- _Work task_
Print the data exactly as it appears, keeping every word.

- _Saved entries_
Content starts
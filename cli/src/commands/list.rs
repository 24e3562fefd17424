//! List command - show all active ports.

use std::process::ExitCode;

use anyhow::{Context, Result};
use portify_core::{is_privileged_port, HostInfo, PortEnumerator, PortFilter, PortRecord};

use crate::render;

#[derive(Debug, Default)]
pub struct ListOptions {
    pub system: bool,
    pub filter: Option<String>,
    pub port: Option<u16>,
    pub listening: bool,
}

impl ListOptions {
    fn to_filter(&self) -> PortFilter {
        PortFilter {
            process_name: self.filter.clone(),
            port: self.port,
            listening_only: self.listening,
        }
    }
}

pub async fn run(options: ListOptions, json: bool) -> Result<ExitCode> {
    let enumerator = PortEnumerator::system();
    let snapshot = enumerator
        .scan(options.system)
        .await
        .context("Failed to scan ports")?;

    let filter = options.to_filter();
    let records = if filter.is_active() {
        snapshot.filter(&filter)
    } else {
        snapshot.into_records()
    };

    if json {
        println!("{}", serde_json::to_string_pretty(&records)?);
        return Ok(ExitCode::SUCCESS);
    }

    if records.is_empty() && filter.is_active() {
        match empty_filter_message(&filter) {
            EmptyResult::Info(message) => render::info(&message),
            EmptyResult::Warning(message) => render::warning(&message),
        }
        return Ok(ExitCode::SUCCESS);
    }

    render::ports_table(&records, options.system);

    if options.system {
        render::info("System information included (CPU/Memory usage)");
    }
    if hides_privileged_owners(&records, HostInfo::collect().is_root) {
        render::warning(render::PRIVILEGE_HINT);
    }

    Ok(ExitCode::SUCCESS)
}

/// Without root, sockets on privileged ports usually come back with no
/// visible owner.
fn hides_privileged_owners(records: &[PortRecord], is_root: bool) -> bool {
    !is_root
        && records
            .iter()
            .any(|record| !record.has_owner() && is_privileged_port(record.port))
}

#[derive(Debug, PartialEq, Eq)]
enum EmptyResult {
    Info(String),
    Warning(String),
}

/// What to say when an active filter matched nothing.
fn empty_filter_message(filter: &PortFilter) -> EmptyResult {
    let mut criteria = Vec::new();
    if let Some(name) = &filter.process_name {
        criteria.push(format!("matching '{}'", name));
    }
    if let Some(port) = filter.port {
        criteria.push(format!("using port {}", port));
    }

    if criteria.is_empty() {
        return EmptyResult::Info("No listening ports found".to_string());
    }

    let mut message = format!("No processes found {}", criteria.join(" and "));
    if filter.listening_only {
        message.push_str(" in LISTEN state");
    }
    EmptyResult::Warning(message)
}

#[cfg(test)]
mod tests {
    use super::*;
    use portify_core::{ConnectionState, Protocol};

    fn record(pid: u32, port: u16) -> PortRecord {
        PortRecord {
            pid,
            process_name: if pid == 0 { "System".into() } else { "nginx".into() },
            port,
            protocol: Protocol::Tcp,
            state: ConnectionState::Listen,
            local_address: format!("0.0.0.0:{}", port),
            remote_address: None,
            cpu_percent: None,
            memory_mb: None,
        }
    }

    #[test]
    fn test_privilege_hint_for_ownerless_privileged_port() {
        let hidden = [record(0, 80), record(42, 3000)];
        assert!(hides_privileged_owners(&hidden, false));
        assert!(!hides_privileged_owners(&hidden, true));

        let visible = [record(42, 80), record(0, 5353)];
        assert!(!hides_privileged_owners(&visible, false));
    }

    #[test]
    fn test_to_filter() {
        let options = ListOptions {
            filter: Some("node".into()),
            port: Some(3000),
            ..Default::default()
        };
        let filter = options.to_filter();
        assert!(filter.is_active());
        assert_eq!(filter.port, Some(3000));
        assert!(!filter.listening_only);

        assert!(!ListOptions::default().to_filter().is_active());
    }

    #[test]
    fn test_empty_filter_messages() {
        assert_eq!(
            empty_filter_message(&PortFilter::new().with_process_name("node")),
            EmptyResult::Warning("No processes found matching 'node'".into())
        );
        assert_eq!(
            empty_filter_message(&PortFilter::new().with_port(8080)),
            EmptyResult::Warning("No processes found using port 8080".into())
        );
        assert_eq!(
            empty_filter_message(&PortFilter::new().with_listening_only(true)),
            EmptyResult::Info("No listening ports found".into())
        );
        assert_eq!(
            empty_filter_message(
                &PortFilter::new()
                    .with_process_name("redis")
                    .with_port(6379)
                    .with_listening_only(true)
            ),
            EmptyResult::Warning(
                "No processes found matching 'redis' and using port 6379 in LISTEN state".into()
            )
        );
    }
}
Content ends
- _Response to this task_
filename cli/src/commands/list.rs
repository 24e3562fefd17424
//! List command - show all active ports.

use std::process::ExitCode;

use anyhow::{Context, Result};
use portify_core::{is_privileged_port, HostInfo, PortEnumerator, PortFilter, PortRecord};

use crate::render;

#[derive(Debug, Default)]
pub struct ListOptions {
    pub system: bool,
    pub filter: Option<String>,
    pub port: Option<u16>,
    pub listening: bool,
}

impl ListOptions {
    fn to_filter(&self) -> PortFilter {
        PortFilter {
            process_name: self.filter.clone(),
            port: self.port,
            listening_only: self.listening,
        }
    }
}

pub async fn run(options: ListOptions, json: bool) -> Result<ExitCode> {
    let enumerator = PortEnumerator::system();
    let snapshot = enumerator
        .scan(options.system)
        .await
        .context("Failed to scan ports")?;

    let filter = options.to_filter();
    let records = if filter.is_active() {
        snapshot.filter(&filter)
    } else {
        snapshot.into_records()
    };

    if json {
        println!("{}", serde_json::to_string_pretty(&records)?);
        return Ok(ExitCode::SUCCESS);
    }

    if records.is_empty() && filter.is_active() {
        match empty_filter_message(&filter) {
            EmptyResult::Info(message) => render::info(&message),
            EmptyResult::Warning(message) => render::warning(&message),
        }
        return Ok(ExitCode::SUCCESS);
    }

    render::ports_table(&records, options.system);

    if options.system {
        render::info("System information included (CPU/Memory usage)");
    }
    if hides_privileged_owners(&records, HostInfo::collect().is_root) {
        render::warning(render::PRIVILEGE_HINT);
    }

    Ok(ExitCode::SUCCESS)
}

/// Without root, sockets on privileged ports usually come back with no
/// visible owner.
fn hides_privileged_owners(records: &[PortRecord], is_root: bool) -> bool {
    !is_root
        && records
            .iter()
            .any(|record| !record.has_owner() && is_privileged_port(record.port))
}

#[derive(Debug, PartialEq, Eq)]
enum EmptyResult {
    Info(String),
    Warning(String),
}

/// What to say when an active filter matched nothing.
fn empty_filter_message(filter: &PortFilter) -> EmptyResult {
    let mut criteria = Vec::new();
    if let Some(name) = &filter.process_name {
        criteria.push(format!("matching '{}'", name));
    }
    if let Some(port) = filter.port {
        criteria.push(format!("using port {}", port));
    }

    if criteria.is_empty() {
        return EmptyResult::Info("No listening ports found".to_string());
    }

    let mut message = format!("No processes found {}", criteria.join(" and "));
    if filter.listening_only {
        message.push_str(" in LISTEN state");
    }
    EmptyResult::Warning(message)
}

#[cfg(test)]
mod tests {
    use super::*;
    use portify_core::{ConnectionState, Protocol};

    fn record(pid: u32, port: u16) -> PortRecord {
        PortRecord {
            pid,
            process_name: if pid == 0 { "System".into() } else { "nginx".into() },
            port,
            protocol: Protocol::Tcp,
            state: ConnectionState::Listen,
            local_address: format!("0.0.0.0:{}", port),
            remote_address: None,
            cpu_percent: None,
            memory_mb: None,
        }
    }

    #[test]
    fn test_privilege_hint_for_ownerless_privileged_port() {
        let hidden = [record(0, 80), record(42, 3000)];
        assert!(hides_privileged_owners(&hidden, false));
        assert!(!hides_privileged_owners(&hidden, true));

        let visible = [record(42, 80), record(0, 5353)];
        assert!(!hides_privileged_owners(&visible, false));
    }

    #[test]
    fn test_to_filter() {
        let options = ListOptions {
            filter: Some("node".into()),
            port: Some(3000),
            ..Default::default()
        };
        let filter = options.to_filter();
        assert!(filter.is_active());
        assert_eq!(filter.port, Some(3000));
        assert!(!filter.listening_only);

        assert!(!ListOptions::default().to_filter().is_active());
    }

    #[test]
    fn test_empty_filter_messages() {
        assert_eq!(
            empty_filter_message(&PortFilter::new().with_process_name("node")),
            EmptyResult::Warning("No processes found matching 'node'".into())
        );
        assert_eq!(
            empty_filter_message(&PortFilter::new().with_port(8080)),
            EmptyResult::Warning("No processes found using port 8080".into())
        );
        assert_eq!(
            empty_filter_message(&PortFilter::new().with_listening_only(true)),
            EmptyResult::Info("No listening ports found".into())
        );
        assert_eq!(
            empty_filter_message(
                &PortFilter::new()
                    .with_process_name("redis")
                    .with_port(6379)
                    .with_listening_only(true)
            ),
            EmptyResult::Warning(
                "No processes found matching 'redis' and using port 6379 in LISTEN state".into()
            )
        );
    }
}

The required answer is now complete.